▶ [WORK TO BE COMPLETED]: A single number is all that's needed: how many lines in the data contain the string "indices".

▶ [MATERIAL FOR THE TASK]:
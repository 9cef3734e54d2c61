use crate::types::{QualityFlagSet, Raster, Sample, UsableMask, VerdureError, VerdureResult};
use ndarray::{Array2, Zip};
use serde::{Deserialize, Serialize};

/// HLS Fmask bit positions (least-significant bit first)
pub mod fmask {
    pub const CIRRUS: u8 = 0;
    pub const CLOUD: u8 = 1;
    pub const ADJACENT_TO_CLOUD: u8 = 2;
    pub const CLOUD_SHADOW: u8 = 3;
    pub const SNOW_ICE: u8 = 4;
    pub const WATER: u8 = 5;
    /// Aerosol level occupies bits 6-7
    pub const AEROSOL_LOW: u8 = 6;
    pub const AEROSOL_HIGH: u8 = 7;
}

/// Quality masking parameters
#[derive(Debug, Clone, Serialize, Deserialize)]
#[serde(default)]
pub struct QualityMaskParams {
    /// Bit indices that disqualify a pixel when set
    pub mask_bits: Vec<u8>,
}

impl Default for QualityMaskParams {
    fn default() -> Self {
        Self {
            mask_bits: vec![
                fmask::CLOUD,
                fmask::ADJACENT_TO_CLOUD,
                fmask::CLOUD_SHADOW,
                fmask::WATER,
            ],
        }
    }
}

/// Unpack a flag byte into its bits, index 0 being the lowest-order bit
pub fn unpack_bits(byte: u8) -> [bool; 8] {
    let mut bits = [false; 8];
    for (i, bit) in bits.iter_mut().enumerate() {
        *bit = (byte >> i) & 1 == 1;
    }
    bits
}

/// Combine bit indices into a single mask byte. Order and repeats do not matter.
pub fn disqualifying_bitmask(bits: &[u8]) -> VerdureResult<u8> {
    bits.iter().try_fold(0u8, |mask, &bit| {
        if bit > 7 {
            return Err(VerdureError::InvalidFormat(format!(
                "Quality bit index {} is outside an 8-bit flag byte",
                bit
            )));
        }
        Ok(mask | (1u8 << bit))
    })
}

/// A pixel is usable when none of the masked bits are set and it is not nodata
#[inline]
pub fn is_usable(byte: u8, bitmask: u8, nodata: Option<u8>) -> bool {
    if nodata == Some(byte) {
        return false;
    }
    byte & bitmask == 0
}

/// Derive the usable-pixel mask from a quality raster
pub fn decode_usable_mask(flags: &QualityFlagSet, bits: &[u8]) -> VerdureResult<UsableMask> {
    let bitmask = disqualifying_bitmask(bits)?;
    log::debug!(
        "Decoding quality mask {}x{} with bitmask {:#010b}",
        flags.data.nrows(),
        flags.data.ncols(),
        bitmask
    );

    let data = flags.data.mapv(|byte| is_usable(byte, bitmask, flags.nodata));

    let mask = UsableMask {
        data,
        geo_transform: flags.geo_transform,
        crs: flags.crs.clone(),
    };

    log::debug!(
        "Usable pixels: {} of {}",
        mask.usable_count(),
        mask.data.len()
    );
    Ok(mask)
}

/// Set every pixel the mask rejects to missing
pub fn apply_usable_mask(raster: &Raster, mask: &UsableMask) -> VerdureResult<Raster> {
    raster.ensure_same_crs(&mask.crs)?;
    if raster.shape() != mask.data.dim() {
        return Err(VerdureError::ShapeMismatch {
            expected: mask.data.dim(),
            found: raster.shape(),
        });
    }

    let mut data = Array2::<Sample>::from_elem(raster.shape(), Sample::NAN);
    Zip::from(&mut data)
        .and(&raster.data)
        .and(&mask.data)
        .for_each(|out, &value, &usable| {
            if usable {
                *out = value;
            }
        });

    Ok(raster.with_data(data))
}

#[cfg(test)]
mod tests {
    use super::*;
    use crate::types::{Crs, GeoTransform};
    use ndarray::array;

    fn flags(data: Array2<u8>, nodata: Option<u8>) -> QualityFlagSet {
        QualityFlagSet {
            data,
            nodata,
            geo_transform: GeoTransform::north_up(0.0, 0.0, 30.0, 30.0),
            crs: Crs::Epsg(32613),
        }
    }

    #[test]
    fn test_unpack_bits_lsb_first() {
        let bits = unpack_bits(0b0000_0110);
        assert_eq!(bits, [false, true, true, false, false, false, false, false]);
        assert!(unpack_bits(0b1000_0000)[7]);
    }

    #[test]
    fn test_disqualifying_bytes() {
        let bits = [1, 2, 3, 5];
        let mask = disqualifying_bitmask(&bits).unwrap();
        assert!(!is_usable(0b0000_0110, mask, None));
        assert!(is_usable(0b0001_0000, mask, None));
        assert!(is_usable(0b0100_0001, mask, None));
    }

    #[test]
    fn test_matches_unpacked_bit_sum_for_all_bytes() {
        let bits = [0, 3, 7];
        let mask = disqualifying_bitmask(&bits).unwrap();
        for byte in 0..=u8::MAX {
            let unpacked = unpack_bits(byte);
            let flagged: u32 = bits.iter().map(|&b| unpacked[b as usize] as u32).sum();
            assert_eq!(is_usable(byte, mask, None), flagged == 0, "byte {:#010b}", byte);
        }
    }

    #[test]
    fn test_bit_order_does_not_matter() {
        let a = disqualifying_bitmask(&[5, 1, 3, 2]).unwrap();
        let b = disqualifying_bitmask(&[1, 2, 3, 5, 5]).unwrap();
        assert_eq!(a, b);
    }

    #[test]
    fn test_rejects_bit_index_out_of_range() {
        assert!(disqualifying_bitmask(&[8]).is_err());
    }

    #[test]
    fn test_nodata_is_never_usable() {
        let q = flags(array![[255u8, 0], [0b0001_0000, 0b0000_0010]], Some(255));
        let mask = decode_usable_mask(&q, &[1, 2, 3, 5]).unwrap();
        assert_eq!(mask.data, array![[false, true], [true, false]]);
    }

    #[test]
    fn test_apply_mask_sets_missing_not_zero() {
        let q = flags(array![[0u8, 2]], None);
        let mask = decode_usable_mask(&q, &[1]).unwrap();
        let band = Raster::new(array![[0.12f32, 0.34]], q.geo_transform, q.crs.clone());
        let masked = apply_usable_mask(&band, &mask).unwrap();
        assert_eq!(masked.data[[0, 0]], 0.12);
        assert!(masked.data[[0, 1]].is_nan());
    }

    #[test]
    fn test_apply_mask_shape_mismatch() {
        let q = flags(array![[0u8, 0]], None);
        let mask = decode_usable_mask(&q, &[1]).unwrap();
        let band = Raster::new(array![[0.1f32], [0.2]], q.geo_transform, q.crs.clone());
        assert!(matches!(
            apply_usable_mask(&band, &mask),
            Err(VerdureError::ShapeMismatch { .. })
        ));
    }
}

...

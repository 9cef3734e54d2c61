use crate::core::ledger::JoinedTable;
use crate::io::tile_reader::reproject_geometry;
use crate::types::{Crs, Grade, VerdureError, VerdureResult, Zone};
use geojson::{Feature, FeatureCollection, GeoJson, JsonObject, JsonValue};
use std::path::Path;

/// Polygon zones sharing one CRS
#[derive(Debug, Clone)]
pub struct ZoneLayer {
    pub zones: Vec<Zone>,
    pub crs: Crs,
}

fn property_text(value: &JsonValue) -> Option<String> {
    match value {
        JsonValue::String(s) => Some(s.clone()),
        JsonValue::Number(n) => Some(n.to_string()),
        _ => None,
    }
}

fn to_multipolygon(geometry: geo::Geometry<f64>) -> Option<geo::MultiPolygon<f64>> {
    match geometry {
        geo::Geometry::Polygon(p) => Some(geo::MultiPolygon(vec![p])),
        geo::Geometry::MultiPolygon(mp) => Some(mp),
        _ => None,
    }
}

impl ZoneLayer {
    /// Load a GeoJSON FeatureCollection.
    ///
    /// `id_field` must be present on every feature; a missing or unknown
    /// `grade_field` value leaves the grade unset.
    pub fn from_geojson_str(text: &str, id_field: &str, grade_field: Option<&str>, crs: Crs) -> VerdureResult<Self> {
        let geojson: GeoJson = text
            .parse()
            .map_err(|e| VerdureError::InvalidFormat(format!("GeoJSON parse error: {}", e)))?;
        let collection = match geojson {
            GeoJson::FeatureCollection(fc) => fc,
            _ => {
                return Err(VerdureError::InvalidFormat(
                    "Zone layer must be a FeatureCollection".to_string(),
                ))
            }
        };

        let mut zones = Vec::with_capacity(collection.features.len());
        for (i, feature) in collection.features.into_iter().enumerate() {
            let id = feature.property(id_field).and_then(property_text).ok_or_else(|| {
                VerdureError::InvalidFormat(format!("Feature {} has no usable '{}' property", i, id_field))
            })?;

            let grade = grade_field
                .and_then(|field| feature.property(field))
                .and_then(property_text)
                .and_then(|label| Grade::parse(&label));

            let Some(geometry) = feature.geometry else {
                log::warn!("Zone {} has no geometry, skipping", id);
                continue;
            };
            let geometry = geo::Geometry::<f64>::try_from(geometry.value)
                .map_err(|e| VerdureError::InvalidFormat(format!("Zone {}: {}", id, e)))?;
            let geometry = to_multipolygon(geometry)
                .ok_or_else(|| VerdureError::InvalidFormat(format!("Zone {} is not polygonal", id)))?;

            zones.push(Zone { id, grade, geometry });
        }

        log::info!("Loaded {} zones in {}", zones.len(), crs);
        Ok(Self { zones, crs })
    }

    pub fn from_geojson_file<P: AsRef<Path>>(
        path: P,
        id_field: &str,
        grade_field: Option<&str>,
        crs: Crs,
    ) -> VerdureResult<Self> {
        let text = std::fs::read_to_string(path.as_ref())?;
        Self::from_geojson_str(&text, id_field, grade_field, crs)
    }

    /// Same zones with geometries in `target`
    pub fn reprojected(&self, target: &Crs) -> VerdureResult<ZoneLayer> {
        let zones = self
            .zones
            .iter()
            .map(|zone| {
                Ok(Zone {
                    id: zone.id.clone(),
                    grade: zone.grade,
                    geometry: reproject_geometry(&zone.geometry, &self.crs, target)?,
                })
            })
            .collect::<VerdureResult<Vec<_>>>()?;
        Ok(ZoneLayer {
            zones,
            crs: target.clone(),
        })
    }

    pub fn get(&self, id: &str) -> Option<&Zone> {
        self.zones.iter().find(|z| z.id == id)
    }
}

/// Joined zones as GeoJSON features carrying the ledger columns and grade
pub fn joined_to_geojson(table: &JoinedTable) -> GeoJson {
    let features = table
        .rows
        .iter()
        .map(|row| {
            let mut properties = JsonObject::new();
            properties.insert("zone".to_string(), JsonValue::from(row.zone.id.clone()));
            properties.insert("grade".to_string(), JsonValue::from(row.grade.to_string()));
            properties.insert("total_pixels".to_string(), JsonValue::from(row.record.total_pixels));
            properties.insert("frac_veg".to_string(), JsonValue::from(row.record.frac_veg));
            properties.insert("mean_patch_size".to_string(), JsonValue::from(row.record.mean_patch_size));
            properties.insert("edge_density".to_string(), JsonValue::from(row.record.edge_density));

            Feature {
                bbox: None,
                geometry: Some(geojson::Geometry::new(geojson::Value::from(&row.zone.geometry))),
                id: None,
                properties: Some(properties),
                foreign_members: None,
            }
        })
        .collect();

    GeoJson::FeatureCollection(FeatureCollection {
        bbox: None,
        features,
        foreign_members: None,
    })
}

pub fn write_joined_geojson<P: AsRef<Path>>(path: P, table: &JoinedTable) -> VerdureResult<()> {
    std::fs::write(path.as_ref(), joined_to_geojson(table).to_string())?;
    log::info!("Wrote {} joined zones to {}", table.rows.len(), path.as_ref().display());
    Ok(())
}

▶ [TASK SOLUTION]: 2